Das ATLAS-Experiment hat die simultane Produktion dreier Eichbosonen im Wγγ-Endzustand beobachtet und Grenzen auf die Stärke der Vier-Boson-Kopplung WWγγ gesetzt. Drei-Boson-Produktionsprozesse erlauben Rückschlüsse auf die Kopplung der elektroschwachen Eichbosonen untereinander und ermöglichen damit einen Blick auf einen zentralen Aspekt des elektroschwachen Sektors des Standardmodells. Zusammen mit der niedrigen Produktionsrate, die eine Messung dieser Prozesse erst am LHC möglich macht, bieten Drei-Boson-Produktionsprozesse ein Fenster in einen Bereich des Standardmodells, der bisher nur wenig experimentell überprüft werden konnte.
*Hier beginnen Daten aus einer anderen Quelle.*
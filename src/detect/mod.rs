//! Site type detection
//!
//! A [`SiteDetector`] fetches one probe response for a site and runs an ordered
//! list of [`DetectionStrategy`] predicates over it. The first strategy that
//! matches decides the site type; when none does, the site is `Generic`.
//!
//! Strategies only look at the probe they are given and never touch the network.
//! The strategy list is fixed when the detector is built.

mod flask;
mod pdf;
mod sphinx;
mod wordpress;

pub use flask::FlaskStrategy;
pub use pdf::PdfStrategy;
pub use sphinx::SphinxStrategy;
pub use wordpress::WordPressStrategy;

use std::borrow::Cow;
use std::sync::Arc;
use thiserror::Error;
use tracing::{debug, info, warn};

use crate::crawler::{FetchClient, FetchResult, RequestFailure};
use crate::state::SiteType;
use crate::url::normalize_url;
use crate::UrlError;

/// Detection-specific errors
#[derive(Debug, Error)]
pub enum DetectionError {
    #[error("No detection strategies registered")]
    NoStrategies,

    #[error("Invalid probe URL: {0}")]
    InvalidUrl(#[from] UrlError),

    #[error("Probe of {url} failed: {source}")]
    ProbeFailed {
        url: String,
        #[source]
        source: RequestFailure,
    },

    #[error("{strategy} strategy failed: {message}")]
    Strategy { strategy: SiteType, message: String },
}

/// A probe response with its body decoded once for all strategies
pub struct Probe<'a> {
    pub response: &'a FetchResult,
    pub body: Cow<'a, str>,
}

impl<'a> Probe<'a> {
    pub fn new(response: &'a FetchResult) -> Self {
        Self {
            response,
            body: response.text(),
        }
    }

    pub fn is_html(&self) -> bool {
        self.response.is_html()
    }

    pub fn header_contains(&self, name: &str, needle: &str) -> bool {
        self.response.header_contains(name, needle)
    }
}

/// A pluggable predicate over one probe response
pub trait DetectionStrategy: Send + Sync {
    /// The site type reported when this strategy matches
    fn site_type(&self) -> SiteType;

    /// Returns whether the probe looks like this strategy's site type
    ///
    /// An error is treated as "no match" by the detector.
    fn detect(&self, probe: &Probe<'_>) -> Result<bool, DetectionError>;
}

/// The built-in strategies in their default order
pub fn default_strategies() -> Vec<Box<dyn DetectionStrategy>> {
    vec![
        Box::new(FlaskStrategy),
        Box::new(SphinxStrategy),
        Box::new(WordPressStrategy),
        Box::new(PdfStrategy),
    ]
}

/// Runs the ordered strategy list against a single probe fetch
pub struct SiteDetector {
    client: Arc<FetchClient>,
    strategies: Vec<Box<dyn DetectionStrategy>>,
}

impl SiteDetector {
    /// Creates a detector with an explicit strategy order
    ///
    /// # Arguments
    ///
    /// * `client` - The client used for the probe fetch
    /// * `strategies` - Strategies in the order they are tried
    pub fn new(client: Arc<FetchClient>, strategies: Vec<Box<dyn DetectionStrategy>>) -> Self {
        Self { client, strategies }
    }

    /// Creates a detector with [`default_strategies`]
    pub fn with_default_strategies(client: Arc<FetchClient>) -> Self {
        Self::new(client, default_strategies())
    }

    /// Site types of the registered strategies, in order
    pub fn strategy_order(&self) -> Vec<SiteType> {
        self.strategies.iter().map(|s| s.site_type()).collect()
    }

    /// Fetches `url` once and classifies the response
    ///
    /// # Returns
    ///
    /// * `Ok(SiteType)` - The first matching strategy's type, or `Generic`
    /// * `Err(DetectionError)` - No strategies are registered or the probe failed
    pub async fn detect(&self, url: &str) -> Result<SiteType, DetectionError> {
        if self.strategies.is_empty() {
            return Err(DetectionError::NoStrategies);
        }

        let url = normalize_url(url)?;
        let response = self
            .client
            .fetch(&url)
            .await
            .map_err(|source| DetectionError::ProbeFailed {
                url: url.to_string(),
                source,
            })?;

        let site_type = self.classify(&response);
        info!(url = %url, site_type = %site_type, "Detected site type");
        Ok(site_type)
    }

    /// Classifies an already fetched response
    ///
    /// A strategy that errors is logged and skipped.
    pub fn classify(&self, response: &FetchResult) -> SiteType {
        let probe = Probe::new(response);

        for strategy in &self.strategies {
            match strategy.detect(&probe) {
                Ok(true) => return strategy.site_type(),
                Ok(false) => {
                    debug!(strategy = %strategy.site_type(), "Strategy did not match");
                }
                Err(e) => {
                    warn!(
                        strategy = %strategy.site_type(),
                        error = %e,
                        "Detection strategy failed, trying the next one"
                    );
                }
            }
        }

        SiteType::Generic
    }

    /// Releases the probe client's session
    pub fn close(&self) {
        self.client.close();
    }
}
Die Herausforderung der Messung des Wirkungsquerschnitts der Wγγ-Produktion ist die Trennung der Signalereignisse vom Untergrund. Dabei erschwert die niedrige Produktionsrate des Signalprozesses und die Präsenz von deutlich häufiger auftretenden Untergrundereignissen mit experimentell ähnlicher Signatur diese Aufgabe enorm. Die invariante Masse der beiden Photonen, mγγ, in Ereignissen, die im pp → W(μν)γγ + X Kanal selektiert werden, ist im Schaubild zu sehen; es zeigt die gemessenen Daten im Vergleich zur erwarteten Summe der Ereignisse von Untergrundprozessen und der Vorhersage des Standardmodells für die Wγγ-Produktion. Aus dem Ergebnis ermittelt sich der Wirkungsquerschnitt der Wγγ-Produktion.
 
Die Daten wurden auch benutzt, um Ausschlussgrenzen auf mögliche Abweichungen der WWγγ-Vier-Boson-Kopplung von der Vorhersage des Standardmodells zu setzen. Solche Abweichungen könnten auf die Existenz neuer physikalischer Phänomene jenseits des Standardmodells hinweisen. Dabei wird erwartet, dass potentiell neue Beiträge zur Wγγ-Produktion insbesondere bei grossen Werten der invarianten Zwei-Photonmasse, mγγ, auftreten. Als Ergebnis der Analyse ergibt sich, dass die resultierenden Ausschlussgrenzen auf anomale Beiträge zur WWγγ-Kopplung allesamt mit Null verträglich sind. Damit wird das Standardmodell durch eine weitere Messung, die einen bisher wenig getesteten Aspekt beleuchtet, bestätigt.
 
Die Resultate der ATLAS-Analyse bei einer LHC-Schwerpunktsenergie von 8 TeV wurden im März bei Physical Review Letters eingereicht [arXiv:1503.03243]. Im Frühjahr wurde die Analyse ausserdem auf der Konferenz "Rencontres de Moriond" und der Frühjahrstagung der Deutschen Physikalischen Gesellschaft in Wuppertal vorgestellt.
 
Die Arbeiten an der Analyse wurden im Jahr 2012 an der Universität Heidelberg und der Université de Genève begonnen und jetzt abgeschlossen. Zusätzlich beteiligt waren auch Wissenschaftlerinnen und Wissenschaftler anderer Institute, insbesondere der Duke University, der Universität Paris-Saclay und des Argonne National Laboratory.

 

Invariante Zwei-Photonen-Masse für selektierte pp → W γ γ → μνγγ Ereignisse. Die schraffierte Fläche zeigt die kombinierten systematischen und statistischen Unsicherheiten der Untergrundabschätzung.